Il virologo dell’ospedale Sacco: «Non sono catastrofista, parlo in base ai dati. Ad aprile il ritmo delle vaccinazioni era ancora lento e le consegne un’incognita. Felice che sia andata così»

Professore, si aspettava che la curva dei contagi da Covid sarebbe migliorata tanto rapidamente?

«Il mio è un compiaciuto stupore – dice Massimo Galli, direttore delle Malattie infettive dell’Ospedale Sacco di Milano – perché in Italia i numeri dell’epidemia sono in netto miglioramento, al di là delle più rosee aspettative. Con le riaperture c’era un 10% di probabilità che le cose seguissero questa via, ma alla fine è andata bene e ne sono davvero felice».

Lei però non era d’accordo con le riaperture di fine aprile. Parlò di «rischio calcolato male».

«È vero, ma io sono un medico, mi baso sui dati, non sulle opinioni. Quando il 26 aprile si sono aperte molte danze, la situazione non faceva presagire che le cose sarebbero andate così bene. I numeri non erano per niente rassicuranti, i contagi e i decessi erano ancora elevati, non era inverosimile pensare che ci sarebbe potuta essere una ulteriore crescita dei contagi. Non avevamo ancora raggiunto la soglia promessa dei 500 mila vaccini al giorno e persisteva l’incognita delle dosi: non avevamo la certezza che davvero ci sarebbero state consegnate quelle promesse».

E invece che cosa è accaduto?

«La campagna vaccinale ha comportato una svolta, che non sarà temporanea. I vaccini stanno facendo da scudo per morti e ricoveri, hanno spostato gli equilibri più velocemente di quanto mi aspettassi e lo zoccolo dei vaccinati sta crescendo ulteriormente. Inoltre l’immunizzazione ha funzionato meglio nel nostro Paese rispetto altrove, in proporzione ai vaccini fatti. Merito anche degli anziani e dei fragili che hanno fatto in modo di esporsi il meno possibile al virus. E mi permetta, merito anche dei costanti inviti alla prudenza, senza assumere posizioni facilone».

Lei è stato sempre considerato un catastrofista, ha cambiato idea?

«Mi perdoni, ma respingo questa definizione. Direi che per motivi molto politici e poco nobili questa etichetta è stata appiccicata addosso a me e ad altri miei colleghi dai giornali di destra. Ma tra l’essere ottimisti per piacere, in assenza di dati, (li chiamo riduzionisti) e raccontare come stanno davvero i numeri passando per catastrofisti c’è differenza. In una certa fase i dati non ci spingevano all’ottimismo e c’era la necessità di mantenere ben chiaro che non si poteva abbassare la guardia, soprattutto dopo il precedente dello scorso anno, quando eravamo in pochi a dire che il virus sarebbe tornato a farci visita, come puntualmente è successo».
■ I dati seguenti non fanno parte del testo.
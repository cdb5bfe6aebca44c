//! Simulated audio engine
//!
//! Plays nothing audible: a tokio task walks the playback position forward
//! every tick and reports completion when the track length is reached.
//! Useful for driving the player end to end without an output device.

use crate::config::EngineSettings;
use cadence_playback::{
    AudioEngine, EngineError, EngineEvent, EngineEventSender, Generation, ResolvedSource,
};
use std::time::Duration;
use tokio::task::JoinHandle;
use tokio::time::{self, Instant};
use tracing::{debug, info};

struct LoadedTrack {
    generation: Generation,
    title: String,
    duration: Duration,
    /// Position when the clock last stopped
    position: Duration,
    /// Set while playing
    resumed_at: Option<Instant>,
}

/// [`AudioEngine`] backed by a timer instead of an output device
pub struct SimulatedEngine {
    settings: EngineSettings,
    events: EngineEventSender,
    track: Option<LoadedTrack>,
    clock: Option<JoinHandle<()>>,
}

impl SimulatedEngine {
    /// Events are reported on `events`; must be called inside a tokio runtime
    /// before `play` is used.
    pub fn new(settings: EngineSettings, events: EngineEventSender) -> Self {
        Self {
            settings,
            events,
            track: None,
            clock: None,
        }
    }

    /// Current position of the loaded track
    pub fn position(&self) -> Option<Duration> {
        self.track
            .as_ref()
            .map(|track| self.position_of(track).min(track.duration))
    }

    pub fn is_playing(&self) -> bool {
        self.track
            .as_ref()
            .is_some_and(|track| track.resumed_at.is_some())
    }

    fn position_of(&self, track: &LoadedTrack) -> Duration {
        match track.resumed_at {
            Some(since) => track.position + since.elapsed().mul_f64(self.settings.speed),
            None => track.position,
        }
    }

    fn halt_clock(&mut self) {
        if let Some(clock) = self.clock.take() {
            clock.abort();
        }
    }

    fn start_clock(&mut self) {
        let Some(track) = self.track.as_mut() else {
            return;
        };
        track.resumed_at = Some(Instant::now());

        let clock = run_clock(
            self.events.clone(),
            track.generation,
            track.position,
            track.duration,
            self.settings.tick(),
            self.settings.speed,
        );
        self.clock = Some(tokio::spawn(clock));
    }

    /// Freeze the loaded track's position and stop its clock
    fn freeze(&mut self) {
        self.halt_clock();
        let position = self.position();
        if let (Some(track), Some(position)) = (self.track.as_mut(), position) {
            track.position = position;
            track.resumed_at = None;
        }
    }
}

impl AudioEngine for SimulatedEngine {
    fn load(&mut self, source: &ResolvedSource, generation: Generation) -> Result<(), EngineError> {
        self.halt_clock();

        if source.handle.as_str().is_empty() {
            self.track = None;
            return Err(EngineError::Load("empty source handle".to_string()));
        }

        let duration = source
            .duration
            .unwrap_or_else(|| self.settings.fallback_duration());

        debug!(
            handle = %source.handle.as_str(),
            generation = %generation,
            duration_ms = duration.as_millis() as u64,
            "Loading source"
        );

        self.track = Some(LoadedTrack {
            generation,
            title: source.title.clone(),
            duration,
            position: Duration::ZERO,
            resumed_at: None,
        });
        Ok(())
    }

    fn play(&mut self) -> Result<(), EngineError> {
        let Some(track) = self.track.as_ref() else {
            return Err(EngineError::Transport("no source loaded".to_string()));
        };
        if track.resumed_at.is_some() {
            return Ok(());
        }

        info!(title = %track.title, "Playing");
        self.start_clock();
        Ok(())
    }

    fn pause(&mut self) -> Result<(), EngineError> {
        if self.track.is_none() {
            return Err(EngineError::Transport("no source loaded".to_string()));
        }
        self.freeze();
        Ok(())
    }

    fn stop(&mut self) -> Result<(), EngineError> {
        self.halt_clock();
        self.track = None;
        Ok(())
    }

    fn seek(&mut self, position: Duration) -> Result<(), EngineError> {
        let playing = self.is_playing();
        self.freeze();

        let Some(track) = self.track.as_mut() else {
            return Err(EngineError::Transport("no source loaded".to_string()));
        };
        track.position = position.min(track.duration);

        if playing {
            self.start_clock();
        }
        Ok(())
    }
}

impl Drop for SimulatedEngine {
    fn drop(&mut self) {
        self.halt_clock();
    }
}

async fn run_clock(
    events: EngineEventSender,
    generation: Generation,
    mut position: Duration,
    duration: Duration,
    tick: Duration,
    speed: f64,
) {
    let step = tick.mul_f64(speed);
    let mut ticker = time::interval_at(Instant::now() + tick, tick);

    while position < duration {
        ticker.tick().await;
        position = (position + step).min(duration);
        if events.send(EngineEvent::position(generation, position)).is_err() {
            return;
        }
    }

    let _ = events.send(EngineEvent::completed(generation));
}
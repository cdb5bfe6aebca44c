//! Playback controller - core orchestration
//!
//! Synchronous state machine that follows the queue's current entry,
//! requests source resolution for it, drives the audio engine, and
//! advances the queue on completion or failure.
//!
//! ```text
//!            new current            resolved (same generation)
//!   Idle ───────────────► Resolving ─────────────────────────► Ready
//!    ▲                      │   ▲                                │ play / autoplay
//!    │ stop / queue ends    │   │ next entry                     ▼
//!    │                      ▼   │                  pause      Playing ◄──► Paused
//!    └──────────────────── Failed / Ended ◄───────────────────────┘
//!                                         completed / engine error
//! ```
//!
//! Resolution itself is asynchronous and performed by the caller: every
//! step that starts a new episode leaves a [`ResolveRequest`] behind, and
//! the outcome is fed back through [`PlaybackController::on_resolved`].
//! Each episode carries a [`Generation`]; outcomes and engine events
//! tagged with any other generation are dropped.

use crate::engine::{AudioEngine, EngineEvent, EngineEventKind};
use crate::error::{PlaybackError, ResolveError, Result};
use crate::events::PlayerEvent;
use crate::queue::QueueStore;
use crate::shuffle::Shuffler;
use crate::source::ResolvedSource;
use crate::types::{
    EnqueuePosition, EntryId, Generation, PlaybackState, PlaybackStatus, PlayerConfig, QueueEntry,
    QueueItem, QueueSnapshot, QueueUpdate,
};
use std::time::Duration;
use tracing::{debug, info, warn};

/// Resolution the caller must perform for the current episode
#[derive(Debug, Clone, PartialEq)]
pub struct ResolveRequest {
    pub generation: Generation,
    pub entry: QueueEntry,
}

/// Ephemeral state of one episode
#[derive(Debug, Clone)]
struct PlaybackSession {
    entry: EntryId,
    source: Option<ResolvedSource>,
    position: Duration,
    autoplay: bool,
}

pub struct PlaybackController {
    state: PlaybackState,
    generation: Generation,
    session: Option<PlaybackSession>,

    // Entry the controller last acknowledged as current. Survives `stop()`
    // so edits that leave the current entry alone do not restart playback.
    tracked: Option<EntryId>,
    last_error: Option<String>,

    queue: QueueStore,
    engine: Box<dyn AudioEngine>,
    autoplay_on_advance: bool,

    pending_events: Vec<PlayerEvent>,
    pending_resolve: Option<ResolveRequest>,
}
//! Types for music download API requests and responses.

use cadence_playback::QueueItem;
use serde::{Deserialize, Serialize};
use std::fmt;
use std::path::Path;
use std::time::Duration;

/// Configuration for connecting to the download API.
#[derive(Debug, Clone, PartialEq, Serialize, Deserialize)]
#[serde(default)]
pub struct RemoteConfig {
    /// Base URL of the API (e.g., "http://127.0.0.1:8000")
    pub base_url: String,
    /// Container requested for new downloads
    pub output_format: OutputFormat,
    /// Whole-request timeout in seconds; downloads block until the server
    /// has fetched and converted the track
    pub request_timeout_secs: u64,
    /// Connection timeout in seconds
    pub connect_timeout_secs: u64,
    /// Ask the server to embed cover art into downloaded files
    pub embed_thumbnail: bool,
}

impl RemoteConfig {
    /// Config for the given URL with default settings.
    pub fn new(base_url: impl Into<String>) -> Self {
        Self {
            base_url: base_url.into(),
            ..Self::default()
        }
    }

    pub fn request_timeout(&self) -> Duration {
        Duration::from_secs(self.request_timeout_secs)
    }

    pub fn connect_timeout(&self) -> Duration {
        Duration::from_secs(self.connect_timeout_secs)
    }
}

impl Default for RemoteConfig {
    fn default() -> Self {
        Self {
            base_url: "http://127.0.0.1:8000".to_string(),
            output_format: OutputFormat::M4a,
            request_timeout_secs: 120,
            connect_timeout_secs: 10,
            embed_thumbnail: false,
        }
    }
}

/// Audio container produced by the download service.
#[derive(Debug, Clone, Copy, PartialEq, Eq, Default, Serialize, Deserialize)]
#[serde(rename_all = "lowercase")]
pub enum OutputFormat {
    #[default]
    M4a,
    Mp3,
}

impl OutputFormat {
    pub fn extension(self) -> &'static str {
        match self {
            OutputFormat::M4a => "m4a",
            OutputFormat::Mp3 => "mp3",
        }
    }
}

impl fmt::Display for OutputFormat {
    fn fmt(&self, f: &mut fmt::Formatter<'_>) -> fmt::Result {
        f.write_str(self.extension())
    }
}

// =============================================================================
// Service Types
// =============================================================================

/// Response from the API root.
#[derive(Debug, Clone, Deserialize)]
pub struct ServiceStatus {
    pub message: String,
    pub status: String,
}

// =============================================================================
// Search Types
// =============================================================================

/// Request body for the search endpoint.
#[derive(Debug, Clone, PartialEq, Serialize)]
pub struct SearchRequest {
    pub query: String,
    /// Query several search variants and filter by title keywords
    pub deep_search: bool,
    /// Shortest accepted duration in seconds
    pub duration_min: u32,
    /// Longest accepted duration in seconds
    pub duration_max: f64,
}

impl SearchRequest {
    pub fn new(query: impl Into<String>) -> Self {
        Self {
            query: query.into(),
            deep_search: true,
            duration_min: 0,
            duration_max: 600.0,
        }
    }

    #[must_use]
    pub fn quick(mut self) -> Self {
        self.deep_search = false;
        self
    }

    #[must_use]
    pub fn with_duration_range(mut self, min_secs: u32, max_secs: f64) -> Self {
        self.duration_min = min_secs;
        self.duration_max = max_secs;
        self
    }
}

/// A single search result.
#[derive(Debug, Clone, PartialEq, Deserialize)]
pub struct VideoInfo {
    pub id: String,
    pub title: String,
    pub uploader: String,
    /// Duration in seconds
    pub duration: f64,
    pub url: String,
    pub thumbnail: String,
}

impl VideoInfo {
    /// Queue item that resolves this result through a download.
    pub fn to_queue_item(&self) -> QueueItem {
        let mut item = QueueItem::remote(&self.url, &self.title, &self.uploader);
        if !self.thumbnail.is_empty() {
            item = item.with_thumbnail(&self.thumbnail);
        }
        if self.duration.is_finite() && self.duration > 0.0 {
            item = item.with_duration(Duration::from_secs_f64(self.duration));
        }
        item
    }
}

// =============================================================================
// Download Types
// =============================================================================

/// Request body for the download endpoint.
#[derive(Debug, Clone, PartialEq, Serialize)]
pub struct DownloadRequest {
    pub url: String,
    pub title: String,
    pub artist: String,
    pub album: String,
    pub output_format: OutputFormat,
    pub embed_thumbnail: bool,
}

/// Response from a completed download.
#[derive(Debug, Clone, PartialEq, Deserialize)]
pub struct DownloadResponse {
    pub success: bool,
    /// Path on the server
    pub file_path: String,
    /// Name to stream the file under
    pub filename: String,
    pub title: String,
    #[serde(default)]
    pub artist: String,
    #[serde(default)]
    pub album: String,
}

/// A file in the server's download folder.
#[derive(Debug, Clone, PartialEq, Deserialize)]
pub struct DownloadedFile {
    pub filename: String,
    pub file_path: String,
    /// Size in bytes
    pub size: u64,
}

impl DownloadedFile {
    /// Queue item for this file, titled after the file name.
    pub fn to_queue_item(&self) -> QueueItem {
        local_queue_item(&self.filename)
    }
}

/// Queue item for a file in the downloads folder.
///
/// `"Artist - Title.m4a"` is split into artist and title; anything else
/// becomes the title with an unknown artist.
pub fn local_queue_item(filename: &str) -> QueueItem {
    let stem = Path::new(filename)
        .file_stem()
        .and_then(|stem| stem.to_str())
        .unwrap_or(filename);

    match stem.split_once(" - ") {
        Some((artist, title)) if !artist.trim().is_empty() && !title.trim().is_empty() => {
            QueueItem::local(filename, title.trim(), artist.trim())
        }
        _ => QueueItem::local(filename, stem, "Unknown Artist"),
    }
}

/// Response from the downloads listing endpoint.
#[derive(Debug, Clone, Deserialize)]
pub struct DownloadsListing {
    pub files: Vec<DownloadedFile>,
}

/// FastAPI-style error body.
#[derive(Debug, Deserialize)]
pub(crate) struct ErrorBody {
    pub detail: String,
}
Siamo protetti dalle varianti?

«Nuove varianti, come quella indiana, sono un’incognita. Tuttavia sappiamo che per ora i vaccini funzionano almeno per evitare la malattia grave. Meno si sa sull’infezione».

Come sarà il nostro futuro con il virus?

«Dovremo imparare a conviverci cercando di contenerlo e nel frattempo proseguire in modo serrato con la campagna vaccinale. Non abbiamo una soluzione completa del problema, ma abbiamo un andamento che rende meno pesante l’ingerenza della malattia sul nostro quotidiano e la prospettiva che la ripresa sia un fatto concreto».
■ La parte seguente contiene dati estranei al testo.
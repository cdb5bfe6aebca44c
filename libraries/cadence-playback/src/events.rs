//! Player notifications
//!
//! Events are emitted in the exact order the controller applied the
//! transitions that caused them:
//! - Queue changes (every successful mutation)
//! - State changes (every transition, failures included)
//! - Position updates (forwarded from the engine)

use crate::types::{EntryId, Generation, PlaybackState, QueueUpdate};
use serde::{Deserialize, Serialize};
use std::time::Duration;

/// Events emitted by the player
#[derive(Debug, Clone, PartialEq, Serialize, Deserialize)]
pub enum PlayerEvent {
    /// Queue was mutated
    QueueChanged(QueueUpdate),

    /// Playback state changed
    StateChanged {
        /// The new state
        state: PlaybackState,
        /// Entry the state refers to (the failed entry for `Failed`)
        entry: Option<EntryId>,
        /// Session generation at the time of the transition
        generation: Generation,
        /// Failure reason, set for `Failed`
        error: Option<String>,
    },

    /// Playback position of the current entry moved
    PositionChanged {
        entry: EntryId,
        position: Duration,
    },
}

impl PlayerEvent {
    /// State carried by a `StateChanged` event
    pub fn state(&self) -> Option<PlaybackState> {
        match self {
            PlayerEvent::StateChanged { state, .. } => Some(*state),
            _ => None,
        }
    }

    pub fn is_queue_change(&self) -> bool {
        matches!(self, PlayerEvent::QueueChanged(_))
    }
}
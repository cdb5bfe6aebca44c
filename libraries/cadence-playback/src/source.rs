//! Source resolution capability
//!
//! Abstracts "track reference to playable source" so the controller works
//! with downloaded files, HTTP download services, or test doubles alike.

use crate::error::ResolveError;
use crate::types::QueueItem;
use async_trait::async_trait;
use serde::{Deserialize, Serialize};
use std::fmt;
use std::time::Duration;

/// Opaque handle to a playable source
///
/// The controller never inspects it; it is passed unchanged to the audio engine.
#[derive(Debug, Clone, PartialEq, Eq, Hash, Serialize, Deserialize)]
pub struct SourceHandle(pub String);

impl SourceHandle {
    pub fn new(uri: impl Into<String>) -> Self {
        Self(uri.into())
    }

    pub fn as_str(&self) -> &str {
        &self.0
    }
}

impl fmt::Display for SourceHandle {
    fn fmt(&self, f: &mut fmt::Formatter<'_>) -> fmt::Result {
        f.write_str(&self.0)
    }
}

/// A resolved track: playable handle plus canonical metadata
#[derive(Debug, Clone, PartialEq, Serialize, Deserialize)]
pub struct ResolvedSource {
    pub handle: SourceHandle,
    pub title: String,
    pub artist: String,
    pub album: Option<String>,
    pub duration: Option<Duration>,
}

impl ResolvedSource {
    /// Resolution that keeps the item's own metadata
    pub fn from_item(handle: SourceHandle, item: &QueueItem) -> Self {
        Self {
            handle,
            title: item.title.clone(),
            artist: item.artist.clone(),
            album: item.album.clone(),
            duration: item.duration,
        }
    }
}

/// Resolves queue items into playable sources
///
/// Implementations may be slow (network). The player runs every call in its
/// own task under a timeout and drops the future when the result is no
/// longer wanted, so transports that cancel on drop stop early.
#[async_trait]
pub trait SourceResolver: Send + Sync {
    async fn resolve(&self, item: &QueueItem) -> Result<ResolvedSource, ResolveError>;
}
Che cosa dobbiamo ancora fare per evitare errori?

«Vanno vaccinati gli adolescenti per impedire al virus di circolare e riaprire così le scuole con serenità a settembre. I giovani rappresentano un serbatoio importante e, seppur quasi sempre asintomatici, mantengono vivo il problema che va risolto a livello globale, se davvero vogliamo liberarci del coronavirus. Esistono invece enormi disuguaglianze nella campagna vaccinale, con interi Paesi in Africa e Sud America che non hanno mai visto neppure un vaccino. Questi Paesi vanno aiutati».
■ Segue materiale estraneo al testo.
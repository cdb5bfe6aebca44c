//! Property-based tests for the queue store
//!
//! Uses proptest to drive random operation sequences and checks the cursor
//! invariants after every single operation, against a plain Vec model.

use cadence_playback::{
    EnqueuePosition, EntryId, PlaybackError, QueueItem, QueueStore, Shuffler,
};
use proptest::prelude::*;
use std::collections::HashMap;

// ===== Helpers =====

#[derive(Debug, Clone)]
enum Op {
    Enqueue(EnqueuePosition),
    EnqueueMany(usize, bool, EnqueuePosition),
    RemoveAt(usize),
    Move(usize, usize),
    SetCursor(usize),
    Advance,
    Rewind,
    Clear,
}

fn arbitrary_position() -> impl Strategy<Value = EnqueuePosition> {
    prop_oneof![
        Just(EnqueuePosition::End),
        Just(EnqueuePosition::Next),
        Just(EnqueuePosition::Now),
    ]
}

fn arbitrary_op() -> impl Strategy<Value = Op> {
    prop_oneof![
        4 => arbitrary_position().prop_map(Op::Enqueue),
        2 => (0usize..6, any::<bool>(), arbitrary_position())
            .prop_map(|(n, shuffle, pos)| Op::EnqueueMany(n, shuffle, pos)),
        3 => (0usize..12).prop_map(Op::RemoveAt),
        3 => (0usize..12, 0usize..12).prop_map(|(from, to)| Op::Move(from, to)),
        1 => (0usize..12).prop_map(Op::SetCursor),
        2 => Just(Op::Advance),
        1 => Just(Op::Rewind),
        1 => Just(Op::Clear),
    ]
}

fn arbitrary_items() -> impl Strategy<Value = Vec<QueueItem>> {
    prop::collection::vec(
        ("[a-z0-9]{1,8}", "[A-Za-z ]{1,20}", "[A-Za-z ]{1,20}")
            .prop_map(|(file, title, artist)| QueueItem::local(file, title, artist)),
        0..40,
    )
}

fn item(n: usize) -> QueueItem {
    // Deliberately repeat content so duplicates are exercised
    QueueItem::local(format!("{}.m4a", n % 3), format!("Track {}", n % 3), "Artist")
}

fn current_id(store: &QueueStore) -> Option<EntryId> {
    store.current().map(|entry| entry.id)
}

fn content_counts(items: &[QueueItem]) -> HashMap<String, usize> {
    let mut counts = HashMap::new();
    for item in items {
        *counts.entry(item.source.reference().to_string()).or_insert(0) += 1;
    }
    counts
}

fn sort_key(item: &QueueItem) -> (&str, &str, &str) {
    (item.source.reference(), &item.title, &item.artist)
}

// ===== Property Tests =====

proptest! {
    /// Property: the cursor is None or a valid index after every operation,
    /// and it keeps naming the same entry unless the operation is allowed
    /// to change it
    #[test]
    fn cursor_invariant_holds(ops in prop::collection::vec(arbitrary_op(), 1..80), seed in any::<u64>()) {
        let mut store = QueueStore::with_shuffler(Shuffler::seeded(seed));
        let mut counter = 0usize;

        for op in ops {
            let before = store.snapshot();
            let before_current = current_id(&store);
            let len = store.len();

            match op {
                Op::Enqueue(position) => {
                    counter += 1;
                    let update = store.enqueue(item(counter), position);
                    let inserted = update.snapshot.entries[update.change.affected[0]].id;

                    prop_assert_eq!(store.len(), len + 1);
                    if len == 0 || position == EnqueuePosition::Now {
                        prop_assert_eq!(current_id(&store), Some(inserted));
                    } else {
                        prop_assert_eq!(current_id(&store), before_current);
                    }
                }
                Op::EnqueueMany(n, shuffle, position) => {
                    let items: Vec<QueueItem> = (0..n).map(|i| item(counter + i)).collect();
                    counter += n;
                    let update = store.enqueue_many(items, shuffle, position);

                    prop_assert_eq!(store.len(), len + n);
                    prop_assert_eq!(update.change.affected.len(), n);
                    if n > 0 && (len == 0 || position == EnqueuePosition::Now) {
                        let first = update.snapshot.entries[update.change.affected[0]].id;
                        prop_assert_eq!(current_id(&store), Some(first));
                    } else {
                        prop_assert_eq!(current_id(&store), before_current);
                    }
                }
                Op::RemoveAt(index) => {
                    let result = store.remove_at(index);
                    if index >= len {
                        prop_assert_eq!(result, Err(PlaybackError::IndexOutOfRange { index, len }));
                        prop_assert_eq!(store.snapshot(), before);
                    } else {
                        let removed = before.entries[index].id;
                        let expected = if Some(removed) == before_current {
                            before.entries.get(index + 1).map(|entry| entry.id)
                        } else {
                            before_current
                        };
                        prop_assert_eq!(current_id(&store), expected);
                        prop_assert_eq!(store.position_of(removed), None);
                    }
                }
                Op::Move(from, to) => {
                    let result = store.move_item(from, to);
                    if from >= len || to >= len {
                        prop_assert!(result.is_err());
                        prop_assert_eq!(store.snapshot(), before);
                    } else {
                        let moved = before.entries[from].id;
                        prop_assert_eq!(store.position_of(moved), Some(to));
                        prop_assert_eq!(current_id(&store), before_current);
                    }
                }
                Op::SetCursor(index) => {
                    let result = store.set_cursor(index);
                    if index >= len {
                        prop_assert!(result.is_err());
                        prop_assert_eq!(store.snapshot(), before);
                    } else {
                        prop_assert_eq!(store.cursor(), Some(index));
                    }
                }
                Op::Advance => {
                    let expected = before.cursor.and_then(|c| (c + 1 < len).then_some(c + 1));
                    store.advance();
                    prop_assert_eq!(store.cursor(), expected);
                }
                Op::Rewind => {
                    store.rewind();
                    match before.cursor {
                        Some(c) => prop_assert_eq!(store.cursor(), Some(c.saturating_sub(1))),
                        None => prop_assert_eq!(store.cursor(), len.checked_sub(1)),
                    }
                }
                Op::Clear => {
                    store.clear();
                    prop_assert!(store.is_empty());
                }
            }

            // Structural invariant
            prop_assert!(store.cursor().map_or(true, |c| c < store.len()));
            if store.is_empty() {
                prop_assert_eq!(store.cursor(), None);
            }
        }
    }

    /// Property: shuffled bulk enqueue keeps the exact multiset of items
    #[test]
    fn shuffle_preserves_multiset(items in arbitrary_items(), seed in any::<u64>()) {
        let mut store = QueueStore::with_shuffler(Shuffler::seeded(seed));
        store.enqueue_many(items.clone(), true, EnqueuePosition::End);

        let queued: Vec<QueueItem> = store.entries().iter().map(|e| e.item.clone()).collect();
        prop_assert_eq!(queued.len(), items.len());
        prop_assert_eq!(content_counts(&queued), content_counts(&items));

        let mut expected = items.clone();
        let mut actual = queued;
        expected.sort_by(|a, b| sort_key(a).cmp(&sort_key(b)));
        actual.sort_by(|a, b| sort_key(a).cmp(&sort_key(b)));
        prop_assert_eq!(actual, expected);
    }

    /// Property: the same seed always yields the same queue order
    #[test]
    fn shuffle_is_deterministic_for_seed(items in arbitrary_items(), seed in any::<u64>()) {
        let mut first = QueueStore::with_shuffler(Shuffler::seeded(seed));
        let mut second = QueueStore::with_shuffler(Shuffler::seeded(seed));

        first.enqueue_many(items.clone(), true, EnqueuePosition::End);
        second.enqueue_many(items, true, EnqueuePosition::End);

        let a: Vec<&QueueItem> = first.entries().iter().map(|e| &e.item).collect();
        let b: Vec<&QueueItem> = second.entries().iter().map(|e| &e.item).collect();
        prop_assert_eq!(a, b);
    }

    /// Property: entry ids are unique across any sequence of inserts
    #[test]
    fn entry_ids_unique(batches in prop::collection::vec(0usize..10, 1..20)) {
        let mut store = QueueStore::with_shuffler(Shuffler::seeded(0));
        for (i, n) in batches.into_iter().enumerate() {
            let items = (0..n).map(item).collect();
            store.enqueue_many(items, i % 2 == 0, EnqueuePosition::Next);
        }

        let mut ids = store.snapshot().ids();
        let total = ids.len();
        ids.sort();
        ids.dedup();
        prop_assert_eq!(ids.len(), total);
    }
}
/// Cadence - play music from the download API
use cadence_cli::{play_queue, CliConfig, PlaybackSummary, SimulatedEngine};
use cadence_playback::{engine_channel, Player, PlayerHandle, QueueItem};
use cadence_remote::{local_queue_item, DownloadApiClient, HttpSourceResolver, SearchRequest};
use clap::{Parser, Subcommand};
use std::{path::PathBuf, sync::Arc};
use tracing_subscriber::{layer::SubscriberExt, util::SubscriberInitExt};

#[derive(Parser)]
#[command(name = "cadence")]
#[command(about = "Queue and play tracks from the music download API", long_about = None)]
struct Cli {
    /// Configuration file path
    #[arg(short, long, global = true)]
    config: Option<PathBuf>,

    #[command(subcommand)]
    command: Commands,
}

#[derive(Subcommand)]
enum Commands {
    /// Play downloaded files and remote tracks in order
    Play {
        /// Shuffle the queue
        #[arg(long)]
        shuffle: bool,
        /// Downloaded file name to play (repeatable)
        #[arg(long = "local", value_name = "FILE")]
        local: Vec<String>,
        /// Track URL to download and play (repeatable)
        #[arg(long = "remote", value_name = "URL")]
        remote: Vec<String>,
    },
    /// Search for tracks
    Search {
        /// Search query
        query: String,
        /// Play the results
        #[arg(long)]
        enqueue: bool,
        /// Shuffle the results before playing
        #[arg(long)]
        shuffle: bool,
        /// Single query without keyword filtering
        #[arg(long)]
        quick: bool,
    },
    /// List downloaded files
    Downloads {
        /// Play every downloaded file
        #[arg(long)]
        play: bool,
        /// Shuffle before playing
        #[arg(long)]
        shuffle: bool,
    },
}

#[tokio::main]
async fn main() -> anyhow::Result<()> {
    // Initialize tracing
    tracing_subscriber::registry()
        .with(
            tracing_subscriber::EnvFilter::try_from_default_env().unwrap_or_else(|_| {
                "cadence=info,cadence_cli=info,cadence_playback=info,cadence_remote=info".into()
            }),
        )
        .with(tracing_subscriber::fmt::layer())
        .init();

    let cli = Cli::parse();
    let config = CliConfig::load(cli.config.as_deref())?;

    let client = Arc::new(DownloadApiClient::new(config.remote.clone())?);
    tracing::info!("Download API: {}", client.base_url());

    match cli.command {
        Commands::Play {
            shuffle,
            local,
            remote,
        } => {
            let items = local
                .iter()
                .map(|file| local_queue_item(file))
                .chain(
                    remote
                        .iter()
                        .map(|url| QueueItem::remote(url, url, "Unknown Artist")),
                )
                .collect();
            play(&config, client, items, shuffle).await?;
        }
        Commands::Search {
            query,
            enqueue,
            shuffle,
            quick,
        } => {
            let mut request = SearchRequest::new(query);
            if quick {
                request = request.quick();
            }

            let results = client.search(&request).await?;
            if results.is_empty() {
                println!("No results for \"{}\"", request.query);
                return Ok(());
            }
            for (index, result) in results.iter().enumerate() {
                println!(
                    "{:>3}. {} [{}] ({}:{:02})",
                    index + 1,
                    result.title,
                    result.uploader,
                    result.duration as u64 / 60,
                    result.duration as u64 % 60
                );
                println!("     {}", result.url);
            }

            if enqueue {
                let items = results.iter().map(|result| result.to_queue_item()).collect();
                play(&config, client, items, shuffle).await?;
            }
        }
        Commands::Downloads { play: should_play, shuffle } => {
            let files = client.list_downloads().await?;
            if files.is_empty() {
                println!("No downloaded files");
                return Ok(());
            }
            for file in &files {
                println!("{:>10}  {}", file.size, file.filename);
            }

            if should_play {
                let items = files.iter().map(|file| file.to_queue_item()).collect();
                play(&config, client, items, shuffle).await?;
            }
        }
    }

    Ok(())
}

fn start_player(config: &CliConfig, client: Arc<DownloadApiClient>) -> PlayerHandle {
    let (engine_tx, engine_rx) = engine_channel();
    let engine = SimulatedEngine::new(config.engine.clone(), engine_tx);
    let resolver = Arc::new(HttpSourceResolver::new(client));
    Player::spawn(config.player.clone(), resolver, engine, engine_rx)
}

async fn play(
    config: &CliConfig,
    client: Arc<DownloadApiClient>,
    items: Vec<QueueItem>,
    shuffle: bool,
) -> anyhow::Result<()> {
    let player = start_player(config, client);

    let summary = tokio::select! {
        summary = play_queue(&player, items, shuffle) => summary?,
        _ = tokio::signal::ctrl_c() => {
            tracing::info!("Interrupted, stopping playback");
            PlaybackSummary::default()
        }
    };

    player.shutdown().await?;
    tracing::info!(
        "Finished: {} played, {} failed",
        summary.played,
        summary.failed
    );
    Ok(())
}
//! Build script generating the manual page from the CLI definition.

use std::{fs, path::PathBuf};

use clap::CommandFactory;
use clap_mangen::Man;

#[path = "src/cli.rs"]
mod cli;

fn main() -> Result<(), Box<dyn std::error::Error>> {
    println!("cargo:rerun-if-changed=src/cli.rs");

    let out_dir = PathBuf::from("target/generated-man");
    fs::create_dir_all(&out_dir)?;

    let cmd = cli::Cli::command();
    let man = Man::new(cmd);
    let mut buf: Vec<u8> = Vec::new();
    man.render(&mut buf)?;
    fs::write(out_dir.join("parley.1"), buf)?;

    Ok(())
}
Che autunno dobbiamo attenderci?

«Sono ottimista. In virus, è vero, sta circolando ancora molto tra le fasce di età più giovani, spesso del tutto asintomatiche e che per questo non fanno il tampone. Ma anche tra queste categorie sta aumentando e crescerà ancora il numero di vaccinati. La gente è stanca, in estate si prenderà la sua libertà, ma i vaccini stanno avendo un impatto tale che non credo possibile una nuova ondata autunnale comparabile a quella che abbiamo subito lo scorso anno. A meno che di non imbatterci in una nuova variante talmente cattiva, ma spero proprio di no, da eludere la risposta vaccinale. Oggi sappiamo che si possono aggiornare rapidamente i vaccini, se dovesse essere necessario».